The trail begins relatively flat, and although there’s never any great elevation, there’s quite a bit of rock scrambling and rock hopping along the way. The trail becomes increasingly difficult the further along you walk, with larger and larger boulders to maneuver around and short but steep and slippery sections of trail. 

Read more: Remember to leave no trace!


Places to Stay in Emma Gorge

Emma Gorge is so stunning, they built an entire resort around it!

Glamping-style tent and cabin accommodation is available at Emma Gorge Resort for upwards of $210 a night for two people. There’s also a restaurant and bar onsite. 

If you prefer to rough it a little more than that and are keen to save your pennies, there’s a campground available at El Questro Station, the main part of El Questro Resort. However the road to El Questro Station also features deep water crossings that require a 4WD and a snorkel.

Emma Gorge Activities

The main activity at Emma Gorge is the 3.2km return hike. There’s also the opportunity to swim in two places, Turquoise Pool and the Emma Gorge waterhole at the end of the walk. 

Read more: Staying Safe Around Swimming Holes

Skill Level

Intermediate – Advanced 

Although the hike is relatively short, the trail can be narrow, with some steep and slippery section, and a fair amount of rock scrambling.

Distance / Duration / Elevation Gain

3.2km return / 2.5 hours (including swim time) / minimal

Essential Gear

  • Hiking shoes
  • Water
  • Camera
  • Swimmers
  • Towel 
  • Snacks 

Experience of Visiting Emma Gorge

Emma Gorge is a spectacular day hike that’s a must-do for anyone visiting the Kimberely region, particularly around Kununurra. 

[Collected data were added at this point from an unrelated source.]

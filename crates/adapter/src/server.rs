//! TCP server for the game service
//!
//! Handles incoming connections and manages client lifecycle.
//! Uses tokio for async networking.
//!
//! Each connection gets its own task and its own [`GameEngine`], so requests
//! on one connection are processed strictly in order and never share an RNG.
//! Finished games go to a single results writer task.

use std::net::SocketAddr;
use std::path::PathBuf;
use std::sync::Arc;

use anyhow::Context;
use rand::rngs::SmallRng;
use rand::SeedableRng;
use serde::Serialize;
use tokio::io::{AsyncBufReadExt, AsyncWriteExt, BufReader};
use tokio::net::{TcpListener, TcpStream};
use tokio::sync::{mpsc, oneshot};

use crate::core::{GameEngine, UserId};
use crate::protocol::*;
use crate::results::{run_result_writer, ChannelSink, ResultRecord};

/// Protocol version spoken by this server; clients must share the major
pub const PROTOCOL_VERSION: &str = "1.0.0";

/// Server configuration
#[derive(Debug, Clone)]
pub struct ServerConfig {
    pub host: String,
    pub port: u16,
    pub protocol_version: String,
    /// JSON-lines file for finished games; results are only logged when unset
    pub results_path: Option<PathBuf>,
    /// Base seed for dealing; each connection derives its own
    pub seed: Option<u64>,
}

impl Default for ServerConfig {
    fn default() -> Self {
        Self {
            host: "127.0.0.1".to_string(),
            port: 7878,
            protocol_version: PROTOCOL_VERSION.to_string(),
            results_path: None,
            seed: None,
        }
    }
}

impl ServerConfig {
    /// Create from environment variables
    pub fn from_env() -> Self {
        use std::env;

        let host = env::var("BLOCKFIT_HOST").unwrap_or_else(|_| "127.0.0.1".to_string());
        let port = env::var("BLOCKFIT_PORT")
            .ok()
            .and_then(|s| s.parse().ok())
            .unwrap_or(7878);

        let results_path = env::var("BLOCKFIT_RESULTS_PATH")
            .ok()
            .map(|s| s.trim().to_string())
            .and_then(|s| if s.is_empty() { None } else { Some(PathBuf::from(s)) });

        let seed = env::var("BLOCKFIT_SEED")
            .ok()
            .and_then(|s| s.trim().parse().ok());

        Self {
            host,
            port,
            protocol_version: PROTOCOL_VERSION.to_string(),
            results_path,
            seed,
        }
    }

    pub fn socket_addr(&self) -> anyhow::Result<SocketAddr> {
        format!("{}:{}", self.host, self.port)
            .parse()
            .with_context(|| format!("invalid socket address {}:{}", self.host, self.port))
    }

    /// Protocol major version prefix, e.g. `"1."`
    fn major_prefix(&self) -> String {
        let major = self
            .protocol_version
            .split('.')
            .next()
            .unwrap_or(&self.protocol_version);
        format!("{}.", major)
    }

    fn engine_rng(&self, client_id: usize) -> SmallRng {
        match self.seed {
            Some(seed) => SmallRng::seed_from_u64(seed.wrapping_add(client_id as u64)),
            None => SmallRng::from_entropy(),
        }
    }
}

/// Per-connection handshake and sequencing state
#[derive(Debug, Default)]
struct ClientState {
    user: Option<UserId>,
    last_seq: Option<u64>,
}

impl ClientState {
    fn is_handshaken(&self) -> bool {
        self.user.is_some()
    }

    /// Accept `seq` only if it is above the last one seen
    fn check_and_update_seq(&mut self, seq: u64) -> bool {
        match self.last_seq {
            Some(prev) if seq <= prev => false,
            _ => {
                self.last_seq = Some(seq);
                true
            }
        }
    }
}

#[derive(Debug, Clone, Serialize)]
#[serde(untagged)]
enum ClientOutbound {
    Welcome(WelcomeMessage),
    Game(GameMessage),
    Turn(TurnMessage),
    Error(ErrorMessage),
}

/// Start the TCP server
///
/// Binds `config.socket_addr()`, reports the bound address on `ready_tx`
/// (useful with port 0) and serves until the listener fails.
pub async fn run_server(
    config: ServerConfig,
    ready_tx: Option<oneshot::Sender<SocketAddr>>,
) -> anyhow::Result<()> {
    let (results_tx, results_rx) = mpsc::unbounded_channel::<ResultRecord>();
    let results_path = config.results_path.clone();
    tokio::spawn(async move {
        if let Err(e) = run_result_writer(results_path, results_rx).await {
            tracing::error!("results writer stopped: {:#}", e);
        }
    });

    let addr = config.socket_addr()?;
    let listener = TcpListener::bind(&addr).await?;
    let bound = listener.local_addr()?;
    tracing::info!("listening on {}", bound);
    if let Some(tx) = ready_tx {
        let _ = tx.send(bound);
    }

    let config = Arc::new(config);
    let mut client_id_counter = 0usize;

    // Accept incoming connections
    loop {
        let (socket, addr) = listener.accept().await?;
        client_id_counter += 1;
        let client_id = client_id_counter;

        tracing::info!(client = client_id, %addr, "client connected");

        let config = Arc::clone(&config);
        let sink = ChannelSink::new(results_tx.clone());

        // Spawn task to handle this client
        tokio::spawn(async move {
            if let Err(e) = handle_client(socket, client_id, config, sink).await {
                tracing::warn!(client = client_id, "client error: {}", e);
            }
            tracing::info!(client = client_id, "client disconnected");
        });
    }
}

/// Handle a single client connection
async fn handle_client(
    socket: TcpStream,
    client_id: usize,
    config: Arc<ServerConfig>,
    sink: ChannelSink,
) -> anyhow::Result<()> {
    let (reader, mut writer) = tokio::io::split(socket);
    let mut reader = BufReader::new(reader);

    // Channel to send messages to this client
    let (tx, mut rx) = mpsc::unbounded_channel::<ClientOutbound>();

    // Spawn task to write messages to client
    let write_task = tokio::spawn(async move {
        let mut buf: Vec<u8> = Vec::with_capacity(4096);
        while let Some(msg) = rx.recv().await {
            buf.clear();
            if serde_json::to_writer(&mut buf, &msg).is_err() {
                continue;
            }
            buf.push(b'\n');
            if writer.write_all(&buf).await.is_err() {
                break;
            }
            if writer.flush().await.is_err() {
                break;
            }
        }
    });

    let mut engine = GameEngine::new(config.engine_rng(client_id), sink);
    let mut client = ClientState::default();
    let major = config.major_prefix();
    let mut line = String::new();

    loop {
        line.clear();
        let bytes_read = reader.read_line(&mut line).await?;

        if bytes_read == 0 {
            // Client disconnected
            break;
        }

        let trimmed = line.trim();
        if trimmed.is_empty() {
            continue;
        }

        match parse_message(trimmed) {
            Ok(ParsedMessage::Hello(hello)) => {
                // Sequencing: enforce monotonic seq per sender.
                if client.is_handshaken() && !client.check_and_update_seq(hello.seq) {
                    let error = create_error(
                        hello.seq,
                        ErrorCode::InvalidCommand,
                        "seq must be strictly increasing",
                    );
                    let _ = tx.send(ClientOutbound::Error(error));
                    continue;
                }

                // Validate protocol version
                if !hello.protocol_version.starts_with(&major) {
                    let error = create_error(
                        hello.seq,
                        ErrorCode::ProtocolMismatch,
                        &format!("Protocol version {} not supported", hello.protocol_version),
                    );
                    let _ = tx.send(ClientOutbound::Error(error));
                    break;
                }

                if hello.user_id.trim().is_empty() {
                    let error =
                        create_error(hello.seq, ErrorCode::InvalidCommand, "userId is required");
                    let _ = tx.send(ClientOutbound::Error(error));
                    continue;
                }

                tracing::info!(
                    client = client_id,
                    user = %hello.user_id,
                    name = %hello.client.name,
                    "hello"
                );
                client.user = Some(UserId::new(hello.user_id));
                client.last_seq = Some(hello.seq);

                let welcome = create_welcome(hello.seq, &config.protocol_version);
                let _ = tx.send(ClientOutbound::Welcome(welcome));
            }

            Ok(ParsedMessage::NewGame(msg)) => {
                if let Some(error) = gate(&mut client, msg.seq, "newGame") {
                    let _ = tx.send(ClientOutbound::Error(error));
                    continue;
                }

                let session = engine.new_game();
                let _ = tx.send(ClientOutbound::Game(create_game(msg.seq, &session)));
            }

            Ok(ParsedMessage::PlaceShape(msg)) => {
                if let Some(error) = gate(&mut client, msg.seq, "placeShape") {
                    let _ = tx.send(ClientOutbound::Error(error));
                    continue;
                }
                let Some(user) = client.user.as_ref() else {
                    continue;
                };
                if msg.session_id.is_empty() {
                    let error = create_error(
                        msg.seq,
                        ErrorCode::InvalidCommand,
                        "placeShape requires a sessionId",
                    );
                    let _ = tx.send(ClientOutbound::Error(error));
                    continue;
                }

                let reply = msg.to_session().and_then(|session| {
                    engine.place_shape(
                        user,
                        &session,
                        &msg.shape_instance_id,
                        msg.position.into(),
                    )
                });
                match reply {
                    Ok(outcome) => {
                        let _ = tx.send(ClientOutbound::Turn(create_turn(msg.seq, &outcome)));
                    }
                    Err(e) => {
                        tracing::debug!(client = client_id, seq = msg.seq, "turn rejected: {}", e);
                        let _ = tx.send(ClientOutbound::Error(create_game_error(msg.seq, &e)));
                    }
                }
            }

            Ok(ParsedMessage::Unknown(m)) => {
                let error =
                    create_error(m.seq, ErrorCode::InvalidCommand, "Unknown message type");
                let _ = tx.send(ClientOutbound::Error(error));
            }

            Err(e) => {
                tracing::warn!(client = client_id, "unparseable message: {}", e);
                let seq = extract_seq_best_effort(trimmed).unwrap_or(0);
                let error = create_error(seq, ErrorCode::InvalidCommand, &e.to_string());
                let _ = tx.send(ClientOutbound::Error(error));
            }
        }
    }

    // Let queued replies drain before the socket closes.
    drop(tx);
    let _ = write_task.await;
    Ok(())
}

/// Handshake and sequencing checks shared by game requests
fn gate(client: &mut ClientState, seq: u64, what: &str) -> Option<ErrorMessage> {
    if !client.is_handshaken() {
        return Some(create_error(
            seq,
            ErrorCode::HandshakeRequired,
            &format!("Send hello before {}", what),
        ));
    }
    if !client.check_and_update_seq(seq) {
        return Some(create_error(
            seq,
            ErrorCode::InvalidCommand,
            "seq must be strictly increasing",
        ));
    }
    None
}

/// Pull `seq` out of a line that failed to parse, so the error can echo it
fn extract_seq_best_effort(s: &str) -> Option<u64> {
    let start = s.find("\"seq\"")?;
    let after_key = &s[start + 5..];
    let colon = after_key.find(':')?;
    let rest = after_key[colon + 1..].trim_start();
    let end = rest
        .as_bytes()
        .iter()
        .take_while(|b| b.is_ascii_digit())
        .count();
    if end == 0 {
        return None;
    }
    rest[..end].parse::<u64>().ok()
}

#[cfg(test)]
mod tests {
    use super::*;

    #[test]
    fn test_server_config_from_env() {
        // This test just ensures it doesn't panic
        let _config = ServerConfig::from_env();
    }

    #[test]
    fn test_socket_addr() {
        let config = ServerConfig::default();
        assert_eq!(config.socket_addr().unwrap().port(), 7878);

        let bad = ServerConfig {
            host: "not a host".to_string(),
            ..ServerConfig::default()
        };
        assert!(bad.socket_addr().is_err());
    }

    #[test]
    fn test_major_prefix() {
        assert_eq!(ServerConfig::default().major_prefix(), "1.");
    }

    #[test]
    fn test_seq_must_increase() {
        let mut client = ClientState::default();
        assert!(client.check_and_update_seq(1));
        assert!(client.check_and_update_seq(5));
        assert!(!client.check_and_update_seq(5));
        assert!(!client.check_and_update_seq(2));
        assert!(client.check_and_update_seq(6));
    }

    #[test]
    fn test_gate_requires_hello() {
        let mut client = ClientState::default();
        let err = gate(&mut client, 1, "newGame").unwrap();
        assert_eq!(err.code, ErrorCode::HandshakeRequired);

        client.user = Some(UserId::new("u"));
        client.last_seq = Some(1);
        assert!(gate(&mut client, 2, "newGame").is_none());
        assert_eq!(
            gate(&mut client, 2, "newGame").unwrap().code,
            ErrorCode::InvalidCommand
        );
    }

    #[test]
    fn test_extract_seq_best_effort() {
        assert_eq!(extract_seq_best_effort(r#"{"type":"x","seq": 42,"#), Some(42));
        assert_eq!(extract_seq_best_effort(r#"{"seq":"a"}"#), None);
        assert_eq!(extract_seq_best_effort("garbage"), None);
    }

    #[test]
    fn test_seeded_engines_differ_per_client() {
        use rand::Rng;

        let config = ServerConfig {
            seed: Some(9),
            ..ServerConfig::default()
        };
        let a: u64 = config.engine_rng(1).gen();
        let b: u64 = config.engine_rng(2).gen();
        let a_again: u64 = config.engine_rng(1).gen();
        assert_ne!(a, b);
        assert_eq!(a, a_again);
    }
}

The trail is flanked by towering red and orange gorge cliff faces up to 120 metres high, and when the sun hits them just right, oooooh they sing! The cliff faces slowly inch together to direct you towards the magical droplet waterfalls and swimming hole at the end. 

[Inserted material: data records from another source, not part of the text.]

//! Finished-game results
//!
//! Engines run on the connection tasks and hand results to a [`ChannelSink`].
//! A single writer task drains the channel and appends one JSON line per game
//! to the results file. The same `(userId, sessionId, turn)` is written at most
//! once, including across restarts: existing lines are loaded before writing.
//! Records without a session id are never deduplicated.

use std::collections::HashSet;
use std::path::{Path, PathBuf};

use serde::{Deserialize, Serialize};
use tokio::fs::OpenOptions;
use tokio::io::{AsyncWrite, AsyncWriteExt};
use tokio::sync::mpsc;

use crate::core::{GameResult, ResultSink};
use crate::protocol::current_timestamp_ms;

/// One line of the results file
#[derive(Debug, Clone, PartialEq, Eq, Serialize, Deserialize)]
#[serde(rename_all = "camelCase")]
pub struct ResultRecord {
    pub user_id: String,
    pub session_id: String,
    pub turn: u32,
    pub score: u32,
    pub ts: u64,
}

type ResultKey = (String, String, u32);

impl ResultRecord {
    fn key(&self) -> Option<ResultKey> {
        if self.session_id.is_empty() {
            return None;
        }
        Some((self.user_id.clone(), self.session_id.clone(), self.turn))
    }
}

impl From<GameResult> for ResultRecord {
    fn from(r: GameResult) -> Self {
        Self {
            user_id: r.user_id.to_string(),
            session_id: r.session_id.to_string(),
            turn: r.turn,
            score: r.score,
            ts: current_timestamp_ms(),
        }
    }
}

/// Sink that forwards results to the writer task
#[derive(Debug, Clone)]
pub struct ChannelSink {
    tx: mpsc::UnboundedSender<ResultRecord>,
}

impl ChannelSink {
    pub fn new(tx: mpsc::UnboundedSender<ResultRecord>) -> Self {
        Self { tx }
    }
}

impl ResultSink for ChannelSink {
    type Error = mpsc::error::SendError<ResultRecord>;

    fn record(&mut self, result: GameResult) -> Result<(), Self::Error> {
        self.tx.send(ResultRecord::from(result))
    }
}

/// Drain `rx` until every sender is gone
///
/// With no `path`, results are only logged.
pub async fn run_result_writer(
    path: Option<PathBuf>,
    mut rx: mpsc::UnboundedReceiver<ResultRecord>,
) -> anyhow::Result<()> {
    let Some(path) = path else {
        while let Some(rec) = rx.recv().await {
            tracing::info!(
                user = %rec.user_id,
                session = %rec.session_id,
                score = rec.score,
                "game result (not persisted)"
            );
        }
        return Ok(());
    };

    let mut seen = load_written_keys(&path).await?;
    let mut file = OpenOptions::new()
        .create(true)
        .append(true)
        .open(&path)
        .await?;
    tracing::info!(path = %path.display(), existing = seen.len(), "writing results");

    append_records(&mut file, &mut seen, &mut rx).await;
    Ok(())
}

/// Append every new record from `rx` to `out`
///
/// A record that fails to serialize, write or flush is logged and un-marked,
/// so a later retry of the same turn can still land.
async fn append_records<W: AsyncWrite + Unpin>(
    out: &mut W,
    seen: &mut HashSet<ResultKey>,
    rx: &mut mpsc::UnboundedReceiver<ResultRecord>,
) {
    let mut buf: Vec<u8> = Vec::with_capacity(256);
    while let Some(rec) = rx.recv().await {
        let key = rec.key();
        if let Some(key) = &key {
            if !seen.insert(key.clone()) {
                tracing::debug!(
                    session = %rec.session_id,
                    turn = rec.turn,
                    "duplicate result dropped"
                );
                continue;
            }
        }

        buf.clear();
        let written = match serde_json::to_writer(&mut buf, &rec) {
            Ok(()) => {
                buf.push(b'\n');
                match out.write_all(&buf).await {
                    Ok(()) => out.flush().await,
                    Err(e) => Err(e),
                }
            }
            Err(e) => Err(e.into()),
        };

        if let Err(e) = written {
            tracing::warn!(session = %rec.session_id, "failed to write result: {}", e);
            if let Some(key) = &key {
                seen.remove(key);
            }
        }
    }
}

/// Keys already present in the results file
///
/// A missing file is empty; lines that don't parse are skipped.
async fn load_written_keys(path: &Path) -> anyhow::Result<HashSet<ResultKey>> {
    let text = match tokio::fs::read_to_string(path).await {
        Ok(t) => t,
        Err(e) if e.kind() == std::io::ErrorKind::NotFound => return Ok(HashSet::new()),
        Err(e) => return Err(e.into()),
    };

    Ok(text
        .lines()
        .filter_map(|line| serde_json::from_str::<ResultRecord>(line).ok())
        .filter_map(|rec| rec.key())
        .collect())
}
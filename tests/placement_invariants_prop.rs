//! Property tests for placement and clearing invariants
//!
//! Boards are generated from random 64-bit masks; shapes come from the
//! catalog; positions range a little past the grid on every side.

use proptest::prelude::*;

use blockfit::core::{calculate_score, catalog, is_valid_placement, place, Board, GameError};
use blockfit::types::{Cell, Position, GRID_SIZE};

fn board_from_mask(mask: u64) -> Board {
    (0..GRID_SIZE * GRID_SIZE)
        .filter(|i| mask & (1u64 << i) != 0)
        .fold(Board::new(), |b, i| {
            b.with_cell(i % GRID_SIZE, i / GRID_SIZE, Cell::Filled)
        })
}

proptest! {
    #[test]
    fn valid_placements_stay_on_the_board(
        mask in any::<u64>(),
        shape in 0usize..30,
        x in -3i32..11,
        y in -3i32..11,
    ) {
        let board = board_from_mask(mask);
        let grid = &catalog()[shape].grid;
        let pos = Position::new(x, y);

        if is_valid_placement(&board, grid, pos) {
            prop_assert!(x >= 0 && y >= 0);
            prop_assert!(x as usize + grid.width() <= GRID_SIZE);
            prop_assert!(y as usize + grid.height() <= GRID_SIZE);
        }
    }

    #[test]
    fn place_adds_exactly_the_shape_cells(
        mask in any::<u64>(),
        shape in 0usize..30,
        x in -3i32..11,
        y in -3i32..11,
    ) {
        let board = board_from_mask(mask);
        let grid = &catalog()[shape].grid;
        let pos = Position::new(x, y);

        match place(&board, grid, pos) {
            Ok(next) => {
                prop_assert_eq!(next.filled_count(), board.filled_count() + grid.filled_count());
                for (dx, dy) in grid.filled_cells() {
                    prop_assert!(!board.is_filled(x as usize + dx, y as usize + dy));
                    prop_assert!(next.is_filled(x as usize + dx, y as usize + dy));
                }
            }
            Err(e) => {
                prop_assert_eq!(e, GameError::InvalidPlacement(pos));
                prop_assert!(!is_valid_placement(&board, grid, pos));
            }
        }
    }

    #[test]
    fn clearing_empties_exactly_the_full_lines(mask in any::<u64>()) {
        let board = board_from_mask(mask);
        let clear = board.clear_lines();

        for y in 0..GRID_SIZE {
            for x in 0..GRID_SIZE {
                let on_full_line = clear.rows.contains(&y) || clear.columns.contains(&x);
                let expected = board.is_filled(x, y) && !on_full_line;
                prop_assert_eq!(clear.board.is_filled(x, y), expected);
            }
        }
        prop_assert!((0..GRID_SIZE).all(|i| !clear.board.is_row_full(i)));
        prop_assert!((0..GRID_SIZE).all(|i| !clear.board.is_column_full(i)));
    }

    #[test]
    fn score_is_ten_per_line_plus_bonus(lines in 0usize..=16, empty in any::<bool>()) {
        let s = calculate_score(lines, empty);
        prop_assert_eq!(s.total, 10 * lines as u32 + if empty { 100 } else { 0 });
    }
}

As you walk, you’ll rock hop across the creek a few times, scramble up boulders, and maneuver around the native flora that floods the gorge floor. The sunny yellow blossoms of the () tree are a standout! 



Reaching near the end of trail in, you’ll find Turquoise Pool, a bright blue coloured pool surrounded by boulders. This is an alternative swimming spot to the larger pool further ahead, however there’s a resident Freshwater crocodile that lives in Turquoise Pool, so go in at your own risk! If you leave it alone, it’ll do the same for you in return. 

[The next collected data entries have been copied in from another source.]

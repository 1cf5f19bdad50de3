//! Game service runner (default binary).
//!
//! Serves the line-delimited JSON protocol over TCP. Settings come from the
//! `BLOCKFIT_*` environment variables; command-line flags override them.

use std::path::PathBuf;

use anyhow::Result;
use clap::Parser;
use tracing::Level;
use tracing_subscriber::prelude::*;

use blockfit::adapter::{run_server, ServerConfig};

#[derive(Debug, Parser)]
#[command(name = "blockfit-server", version, about = "8x8 block-placement puzzle server")]
struct Cli {
    #[arg(short = 'v', long, action = clap::ArgAction::Count, help = "Increase verbosity level (-v = INFO, -vv = DEBUG, -vvv = TRACE)")]
    verbose: u8,

    #[arg(long, help = "Bind address (overrides BLOCKFIT_HOST)")]
    host: Option<String>,

    #[arg(long, help = "Port number (overrides BLOCKFIT_PORT)")]
    port: Option<u16>,

    #[arg(long, help = "JSON-lines file for finished games (overrides BLOCKFIT_RESULTS_PATH)")]
    results_path: Option<PathBuf>,

    #[arg(long, help = "Base seed for reproducible dealing (overrides BLOCKFIT_SEED)")]
    seed: Option<u64>,
}

impl Cli {
    fn apply(self, mut config: ServerConfig) -> ServerConfig {
        if let Some(host) = self.host {
            config.host = host;
        }
        if let Some(port) = self.port {
            config.port = port;
        }
        if let Some(path) = self.results_path {
            config.results_path = Some(path);
        }
        if let Some(seed) = self.seed {
            config.seed = Some(seed);
        }
        config
    }
}

fn log_level(verbose: u8) -> Level {
    match verbose {
        0 => Level::WARN,
        1 => Level::INFO,
        2 => Level::DEBUG,
        _ => Level::TRACE,
    }
}

#[tokio::main]
async fn main() -> Result<()> {
    let cli = Cli::parse();
    let level = log_level(cli.verbose);

    tracing_subscriber::registry()
        .with(tracing_subscriber::fmt::layer().with_target(false))
        .with(tracing_subscriber::filter::LevelFilter::from_level(level))
        .init();

    let config = cli.apply(ServerConfig::from_env());
    tracing::info!(?config, "starting blockfit-server");

    run_server(config, None).await
}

Read more: How To Stay Safe in Croc Country



Not too much further along and you come to the grand finale – a droplet waterfall and sprawling swimming hole surrounded by cavernous and fern-covered walls. 

Marvel at the 65 metre chasm before inching your way into the icy cold waters of the pool. 

Hot tip! To the front right of the pool there’s a small thermal spring which is great for warming up in once you’re done with the cold water.


Tips For Visiting Emma Gorge

Emma Gorge is within the grounds of El Questro Wilderness Park and a day fee needs to be paid at reception before heading off on the trail. Day permits are $12 per adult and $5 per child. Kids below four years old are free.

If you’re hiking Emma Gorge in the middle of the day, it’s likely you’ll be walking exposed to the sun. Make sure to come prepared to hike in hot weather

Emma Gorge isn’t open all year round. El Questro Wilderness Park is closed during the Top End wet season from November to March, which means the gorge isn’t accessible during those months either.


Emma Gorge FAQs


Where is Emma Gorge located?

Emma Gorge is located at El Questro Emma Gorge Resort in WA’s Kimberley Region


Can you swim at Emma Gorge?

Yes! You can swim at Emma Gorge at both the main swimming hole at the end of the trail and Turquoise Pool.


Are there crocodiles at Emma Gorge?

Yes, there is one resident Freshwater crocodile living in Turquoise Pool.


How do you get to the top of Emma Gorge?

There’s no way to reach the top of the waterfall at Emma Gorge, the walk is to the base of the swimming hole.


Do you need a 4WD to get to Emma Gorge?

Nope! Although a 4WD is needed to get through to the two water crossings towards the end of the road, 2WDs can park just before the water crossings and walk the rest of the way in.